The queasy feeling deepened as I found a staircase and led them down from the wall, Rhodallis picking up Coda's trolley again to handle the stairs. As we descended into the mist, the sky grew greener, and I began to feel vaguely as if gravity was pulling me in two directions at once. There was something in my vision as well, registering as a sunspot even though it didn't move with my gaze. But it did move with me as I walked, a small colorless blotch that appeared whenever I looked down.

We reached the streets, the mist whispering hallucinatory nothings in my ears that I couldn't make out. Or maybe it was just my nerves. The streets looked broad and straight from above, but down here, they were filled with enough wreckage to obscure my vision of everything but the buildings around me and the ziggurat in the distance. If something wanted to sneak up on me here, it would have no shortage of cover.

So I moved slowly, trying to give corners a careful berth. Defunct mana lights were everywhere, built into the sidewalk curbs and welded to poles, a few of which were still standing. The metal sidewalks had been burned semi-indiscriminately; I couldn't make out a pattern that corresponded to where burnable things might have been before whatever befell this city.

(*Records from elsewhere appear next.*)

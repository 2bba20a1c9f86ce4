//! Assembles the worker and its targets from the loaded configuration.

use crate::config::{CacheConfig, RuleConfig, RuleSetConfig, ServerConfig, TransportConfig};
use anyhow::Context;
use chrono::TimeDelta;
use hoard::proxy::{TargetConfig, Transport, Worker};
use hoard::util::duration::parse_duration_from_str;
use std::collections::HashMap;
use tracing::info;

/// Opens the storage backend and binds every configured cache target.
///
/// All validation errors (bad regexes, inverted cache/refresh durations,
/// unknown ruleset references, duplicate names) surface here and are fatal.
pub fn build_worker(config: &ServerConfig) -> anyhow::Result<Worker> {
    let worker = Worker::open(&config.backend)
        .with_context(|| format!("failed to open storage at {}", config.backend))?;

    let mut names: Vec<&String> = config.caches.keys().collect();
    names.sort();
    for name in names {
        let cache = &config.caches[name];
        let target = build_target(name, cache, &config.rules)?;
        info!(name = %name, urls = ?cache.urls, "binding reverse proxy target");
        worker
            .bind(name, target)
            .with_context(|| format!("failed to bind target {name}"))?;
    }
    Ok(worker)
}

fn build_target(
    name: &str,
    cache: &CacheConfig,
    rulesets: &HashMap<String, RuleSetConfig>,
) -> anyhow::Result<TargetConfig> {
    let mut target = TargetConfig::new(&cache.urls);
    if let Some(transport) = &cache.transport {
        target.set_transport(build_transport(name, transport)?);
    }
    for include in &cache.rules_include {
        let ruleset = rulesets.get(include).with_context(|| {
            format!("target {name} references unknown ruleset {include}")
        })?;
        for rule in &ruleset.rules {
            add_rule(&mut target, name, rule)?;
        }
    }
    for rule in &cache.rules {
        add_rule(&mut target, name, rule)?;
    }
    for replace in &cache.replaces {
        target
            .add_replace(&replace.regex, &replace.old, &replace.new)
            .with_context(|| format!("target {name}: invalid replace {:?}", replace.regex))?;
    }
    Ok(target)
}

fn build_transport(name: &str, config: &TransportConfig) -> anyhow::Result<Transport> {
    let connect_timeout = match &config.timeout {
        Some(value) => Some(parse_duration_from_str(value).with_context(|| {
            format!("target {name}: invalid transport timeout {value:?}")
        })?),
        None => None,
    };
    let mut headers: Vec<(String, String)> = config
        .headers
        .iter()
        .map(|(key, value)| (key.clone(), value.clone()))
        .collect();
    headers.sort();
    Ok(Transport {
        proxy: config.proxy.clone(),
        user_agent: config.ua.clone(),
        connect_timeout,
        headers,
    })
}

fn add_rule(target: &mut TargetConfig, name: &str, rule: &RuleConfig) -> anyhow::Result<()> {
    let ttl = parse_delta(&rule.ttl)
        .with_context(|| format!("target {name}: invalid ttl {:?}", rule.ttl))?;
    let refresh = parse_delta(&rule.refresh)
        .with_context(|| format!("target {name}: invalid refresh {:?}", rule.refresh))?;
    target
        .add_rule(&rule.regex, ttl, refresh)
        .with_context(|| format!("target {name}: invalid rule {:?}", rule.regex))?;
    Ok(())
}

pub fn parse_delta(value: &str) -> anyhow::Result<TimeDelta> {
    let duration = parse_duration_from_str(value)?;
    TimeDelta::from_std(duration).context("duration out of range")
}

#[cfg(test)]
mod tests {
    use super::*;
    use crate::config::ReplaceConfig;
    use tempfile::tempdir;

    fn base_config(backend: &str) -> ServerConfig {
        ServerConfig {
            bind: "127.0.0.1:0".to_string(),
            backend: backend.to_string(),
            gc: crate::config::GcConfig {
                meta: "10s".to_string(),
                blob: "24h".to_string(),
            },
            page: None,
            monitor: None,
            rules: HashMap::new(),
            caches: HashMap::new(),
        }
    }

    fn simple_cache(urls: &[&str]) -> CacheConfig {
        CacheConfig {
            urls: urls.iter().map(|s| s.to_string()).collect(),
            rules_include: Vec::new(),
            rules: Vec::new(),
            replaces: Vec::new(),
            transport: None,
        }
    }

    fn rule(regex: &str, ttl: &str, refresh: &str) -> RuleConfig {
        RuleConfig {
            regex: regex.to_string(),
            ttl: ttl.to_string(),
            refresh: refresh.to_string(),
        }
    }

    #[test]
    fn test_builds_worker_with_targets_and_rulesets() {
        let dir = tempdir().unwrap();
        let mut config = base_config(dir.path().to_str().unwrap());
        config.rules.insert(
            "archives".to_string(),
            RuleSetConfig {
                rules: vec![rule(r"\.tar\.gz$", "0", "0")],
            },
        );
        let mut cache = simple_cache(&["http://origin"]);
        cache.rules_include.push("archives".to_string());
        cache.rules.push(rule(".*", "2h", "1h"));
        cache.replaces.push(ReplaceConfig {
            regex: r"\.list$".to_string(),
            old: "upstream".to_string(),
            new: "mirror".to_string(),
        });
        config.caches.insert("debian".to_string(), cache);

        let worker = build_worker(&config).unwrap();
        assert!(worker.route("/debian/pool/pkg.deb").is_some());
    }

    #[test]
    fn test_unknown_ruleset_reference_is_fatal() {
        let dir = tempdir().unwrap();
        let mut config = base_config(dir.path().to_str().unwrap());
        let mut cache = simple_cache(&["http://origin"]);
        cache.rules_include.push("nonexistent".to_string());
        config.caches.insert("debian".to_string(), cache);

        let err = build_worker(&config).unwrap_err();
        assert!(err.to_string().contains("unknown ruleset"));
    }

    #[test]
    fn test_inverted_cache_refresh_is_fatal() {
        let dir = tempdir().unwrap();
        let mut config = base_config(dir.path().to_str().unwrap());
        let mut cache = simple_cache(&["http://origin"]);
        cache.rules.push(rule(".*", "1h", "2h"));
        config.caches.insert("debian".to_string(), cache);
        assert!(build_worker(&config).is_err());
    }

    #[test]
    fn test_invalid_duration_is_fatal() {
        let dir = tempdir().unwrap();
        let mut config = base_config(dir.path().to_str().unwrap());
        let mut cache = simple_cache(&["http://origin"]);
        cache.rules.push(rule(".*", "two hours", "0"));
        config.caches.insert("debian".to_string(), cache);
        assert!(build_worker(&config).is_err());
    }

    #[test]
    fn test_transport_settings_are_applied() {
        let dir = tempdir().unwrap();
        let mut config = base_config(dir.path().to_str().unwrap());
        let mut cache = simple_cache(&["http://origin"]);
        cache.transport = Some(TransportConfig {
            proxy: None,
            ua: Some("hoard/1.0".to_string()),
            timeout: Some("5s".to_string()),
            headers: HashMap::from([("X-Token".to_string(), "secret".to_string())]),
        });
        config.caches.insert("debian".to_string(), cache);
        build_worker(&config).unwrap();
    }
}
//! A scripted HTTP origin for exercising targets against real sockets.
//!
//! The server answers every request with whatever the supplied handler
//! returns, counts the requests it saw, and optionally delays responses to
//! widen race windows in concurrency tests.

use std::io;
use std::io::{BufRead, BufReader, Write};
use std::net::{SocketAddr, TcpListener, TcpStream};
use std::sync::atomic::{AtomicBool, AtomicUsize, Ordering};
use std::sync::Arc;
use std::thread;
use std::thread::JoinHandle;
use std::time::Duration;

/// The request line and headers the mock origin saw.
pub struct ParsedRequest {
    pub method: String,
    pub path: String,
    pub headers: Vec<(String, String)>,
}

impl ParsedRequest {
    pub fn header(&self, name: &str) -> Option<&str> {
        self.headers
            .iter()
            .find(|(key, _)| key.eq_ignore_ascii_case(name))
            .map(|(_, value)| value.as_str())
    }
}

/// A scripted response.
pub struct MockResponse {
    status: u16,
    headers: Vec<(String, String)>,
    body: Vec<u8>,
    delay: Option<Duration>,
}

impl MockResponse {
    pub fn ok(body: &[u8]) -> Self {
        MockResponse {
            status: 200,
            headers: Vec::new(),
            body: body.to_vec(),
            delay: None,
        }
    }

    pub fn status(status: u16) -> Self {
        MockResponse {
            status,
            headers: Vec::new(),
            body: Vec::new(),
            delay: None,
        }
    }

    pub fn header(mut self, name: &str, value: &str) -> Self {
        self.headers.push((name.to_owned(), value.to_owned()));
        self
    }

    pub fn body(mut self, body: &[u8]) -> Self {
        self.body = body.to_vec();
        self
    }

    /// Sleep this long before sending anything, to hold concurrent callers
    /// in flight.
    pub fn delay(mut self, delay: Duration) -> Self {
        self.delay = Some(delay);
        self
    }
}

/// A mock origin listening on a loopback port until dropped.
pub struct UpstreamServer {
    addr: SocketAddr,
    hits: Arc<AtomicUsize>,
    shutdown: Arc<AtomicBool>,
    accept_loop: Option<JoinHandle<()>>,
}

impl UpstreamServer {
    pub fn start<F>(handler: F) -> io::Result<Self>
    where
        F: Fn(&ParsedRequest) -> MockResponse + Send + Sync + 'static,
    {
        let listener = TcpListener::bind("127.0.0.1:0")?;
        let addr = listener.local_addr()?;
        let hits = Arc::new(AtomicUsize::new(0));
        let shutdown = Arc::new(AtomicBool::new(false));
        let handler = Arc::new(handler);

        let accept_loop = {
            let hits = hits.clone();
            let shutdown = shutdown.clone();
            thread::spawn(move || {
                for stream in listener.incoming() {
                    if shutdown.load(Ordering::SeqCst) {
                        break;
                    }
                    let Ok(stream) = stream else { continue };
                    let hits = hits.clone();
                    let handler = handler.clone();
                    thread::spawn(move || {
                        let _ = serve_connection(stream, &hits, handler.as_ref());
                    });
                }
            })
        };

        Ok(UpstreamServer {
            addr,
            hits,
            shutdown,
            accept_loop: Some(accept_loop),
        })
    }

    pub fn base_url(&self) -> String {
        format!("http://{}", self.addr)
    }

    /// Number of requests the origin has fully received.
    pub fn hits(&self) -> usize {
        self.hits.load(Ordering::SeqCst)
    }
}

impl Drop for UpstreamServer {
    fn drop(&mut self) {
        self.shutdown.store(true, Ordering::SeqCst);
        // Unblock the accept loop.
        let _ = TcpStream::connect(self.addr);
        if let Some(handle) = self.accept_loop.take() {
            let _ = handle.join();
        }
    }
}

fn serve_connection<F>(stream: TcpStream, hits: &AtomicUsize, handler: &F) -> io::Result<()>
where
    F: Fn(&ParsedRequest) -> MockResponse,
{
    let mut reader = BufReader::new(stream.try_clone()?);
    let mut request_line = String::new();
    reader.read_line(&mut request_line)?;
    let mut parts = request_line.split_whitespace();
    let (Some(method), Some(path)) = (parts.next(), parts.next()) else {
        return Ok(()); // e.g. the shutdown wake-up connection
    };
    let request = ParsedRequest {
        method: method.to_owned(),
        path: path.to_owned(),
        headers: read_headers(&mut reader)?,
    };
    hits.fetch_add(1, Ordering::SeqCst);

    let response = handler(&request);
    if let Some(delay) = response.delay {
        thread::sleep(delay);
    }

    let mut stream = stream;
    write!(
        stream,
        "HTTP/1.1 {} {}\r\n",
        response.status,
        reason_phrase(response.status)
    )?;
    let mut has_length = false;
    for (name, value) in &response.headers {
        if name.eq_ignore_ascii_case("Content-Length") {
            has_length = true;
        }
        write!(stream, "{name}: {value}\r\n")?;
    }
    if !has_length {
        write!(stream, "Content-Length: {}\r\n", response.body.len())?;
    }
    stream.write_all(b"Connection: close\r\n\r\n")?;
    if request.method != "HEAD" {
        stream.write_all(&response.body)?;
    }
    stream.flush()
}

fn read_headers(reader: &mut impl BufRead) -> io::Result<Vec<(String, String)>> {
    let mut headers = Vec::new();
    loop {
        let mut line = String::new();
        reader.read_line(&mut line)?;
        let line = line.trim_end();
        if line.is_empty() {
            return Ok(headers);
        }
        if let Some((name, value)) = line.split_once(':') {
            headers.push((name.trim().to_owned(), value.trim().to_owned()));
        }
    }
}

fn reason_phrase(status: u16) -> &'static str {
    match status {
        200 => "OK",
        204 => "No Content",
        206 => "Partial Content",
        304 => "Not Modified",
        404 => "Not Found",
        416 => "Range Not Satisfiable",
        500 => "Internal Server Error",
        502 => "Bad Gateway",
        _ => "",
    }
}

Though, knowing the Empire's recent history, I had a hunch this was related to Chrysalis.

A building had collapsed broadly out into the street ahead, almost completely blocking it off with shattered concrete, twisted rebar and dead mana conduits. In skirting around the rubble, I had to go all the way up onto the sidewalk, passing another scorched structure with the door stuck widely open, its auto-close mechanism dangling in a wreck from the top. Curious, I chanced a look inside.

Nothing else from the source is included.